§ **WHAT TO PRODUCE**
Your task is to copy every line of the entries that holds the word "Option".

§ **AVAILABLE DATA**
#![allow(dead_code)]

use std::time::Duration;

use httpmock::MockServer;
use tushare_rs::{Backoff, RetryConfig, TsClient};
use url::Url;

pub fn fast_retry(max_retries: u32) -> RetryConfig {
    RetryConfig {
        enabled: true,
        max_retries,
        backoff: Backoff::Fixed(Duration::from_millis(1)),
        retry_on_remote: true,
    }
}

/// A client pointed at the mock server, with millisecond backoff so retry
/// tests stay fast.
pub fn mock_client(server: &MockServer) -> TsClient {
    TsClient::builder()
        .token("test-token")
        .base_url(Url::parse(&server.base_url()).unwrap())
        .retry_config(fast_retry(2))
        .build()
        .unwrap()
}

/// A success envelope body around the given fields and row matrix.
pub fn envelope(fields: &[&str], items: serde_json::Value) -> String {
    serde_json::json!({
        "code": 0,
        "msg": "",
        "data": { "fields": fields, "items": items }
    })
    .to_string()
}

pub fn reject_envelope(code: i64, msg: &str) -> String {
    serde_json::json!({ "code": code, "msg": msg, "data": null }).to_string()
}
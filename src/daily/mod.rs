//! Daily OHLCV bars (`daily`, `daily_vip`).
//!
//! The bar shape is shared with the index, fund, ETF, and THS daily
//! endpoints; their accessors live in the respective modules and reuse
//! [`DailyBuilder`] or the decode routine here.

use chrono::NaiveDate;
use serde::Serialize;

use crate::core::{ColumnarResponse, Params, RetryConfig, TsClient, TsError};

/// One daily bar as returned by the quote endpoints.
#[derive(Debug, Clone, PartialEq, Serialize)]
pub struct DailyBar {
    /// Instrument code, e.g. `000001.SZ`.
    pub code: String,
    /// Trade date.
    pub date: NaiveDate,
    pub open: f64,
    pub high: f64,
    pub low: f64,
    pub close: f64,
    /// Previous close.
    pub pre_close: f64,
    /// Price change.
    pub change: f64,
    /// Percent change.
    pub pct_change: f64,
    /// Traded volume, in lots (手).
    pub volume: f64,
    /// Traded amount, in thousands of CNY. Zero for endpoints that do not
    /// report it.
    pub turnover: f64,
}

const BAR_FIELDS: [&str; 11] = [
    "ts_code",
    "trade_date",
    "open",
    "high",
    "low",
    "close",
    "pre_close",
    "change",
    "pct_chg",
    "vol",
    "amount",
];

/// Daily quotes for listed stocks (`daily`).
#[must_use]
pub fn daily(client: &TsClient) -> DailyBuilder {
    DailyBuilder::new(client, "daily")
}

/// Daily quotes over the VIP endpoint (`daily_vip`).
#[must_use]
pub fn daily_vip(client: &TsClient) -> DailyBuilder {
    DailyBuilder::new(client, "daily_vip")
}

/// A builder for the bar-shaped daily quote endpoints.
#[derive(Debug)]
pub struct DailyBuilder {
    client: TsClient,
    api: &'static str,
    params: Params,
    retry_override: Option<RetryConfig>,
}

impl DailyBuilder {
    pub(crate) fn new(client: &TsClient, api: &'static str) -> Self {
        Self {
            client: client.clone(),
            api,
            params: Params::new(),
            retry_override: None,
        }
    }

    /// Restrict to one instrument code.
    #[must_use]
    pub fn code(mut self, code: impl Into<String>) -> Self {
        self.params.set("ts_code", code.into());
        self
    }

    /// Restrict to a single trade date.
    #[must_use]
    pub fn date(mut self, date: NaiveDate) -> Self {
        self.params.set_date("trade_date", date);
        self
    }

    /// Restrict to an inclusive trade-date range.
    #[must_use]
    pub fn date_range(mut self, start: NaiveDate, end: NaiveDate) -> Self {
        self.params.set_date_range(start, end);
        self
    }

    /// Overrides the default retry policy for this specific API call.
    #[must_use]
    pub fn retry_policy(mut self, cfg: Option<RetryConfig>) -> Self {
        self.retry_override = cfg;
        self
    }

    /// Executes the request.
    ///
    /// # Errors
    ///
    /// Returns `TsError` if the date range is inverted, the network request
    /// fails, the service rejects the call, or a row cannot be decoded.
    pub async fn fetch(self) -> Result<Vec<DailyBar>, TsError> {
        if !self.params.dates_ordered() {
            return Err(TsError::InvalidDates);
        }
        let resp = self
            .client
            .call_with_retry(self.api, &self.params, &BAR_FIELDS, self.retry_override.as_ref())
            .await?;
        decode_bars(&resp, "pct_chg")
    }
}

/// Decode bar rows. `pct_field` names the percent-change column, which the
/// THS endpoint spells differently.
pub(crate) fn decode_bars(
    resp: &ColumnarResponse,
    pct_field: &str,
) -> Result<Vec<DailyBar>, TsError> {
    let map = resp.field_map();
    let code = map.column("ts_code");
    let date = map.column("trade_date");
    let open = map.column("open");
    let high = map.column("high");
    let low = map.column("low");
    let close = map.column("close");
    let pre_close = map.column("pre_close");
    let change = map.column("change");
    let pct_change = map.column(pct_field);
    let volume = map.column("vol");
    let turnover = map.column("amount");

    resp.rows
        .iter()
        .map(|row| {
            Ok(DailyBar {
                code: code.str(row)?,
                date: date.required_date(row)?,
                open: open.f64(row)?,
                high: high.f64(row)?,
                low: low.f64(row)?,
                close: close.f64(row)?,
                pre_close: pre_close.f64(row)?,
                change: change.f64(row)?,
                pct_change: pct_change.f64(row)?,
                volume: volume.f64(row)?,
                turnover: turnover.f64(row)?,
            })
        })
        .collect()
}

§ **ANSWER FOR THIS EXERCISE**
    retry_override: Option<RetryConfig>,
    pub fn retry_policy(mut self, cfg: Option<RetryConfig>) -> Self {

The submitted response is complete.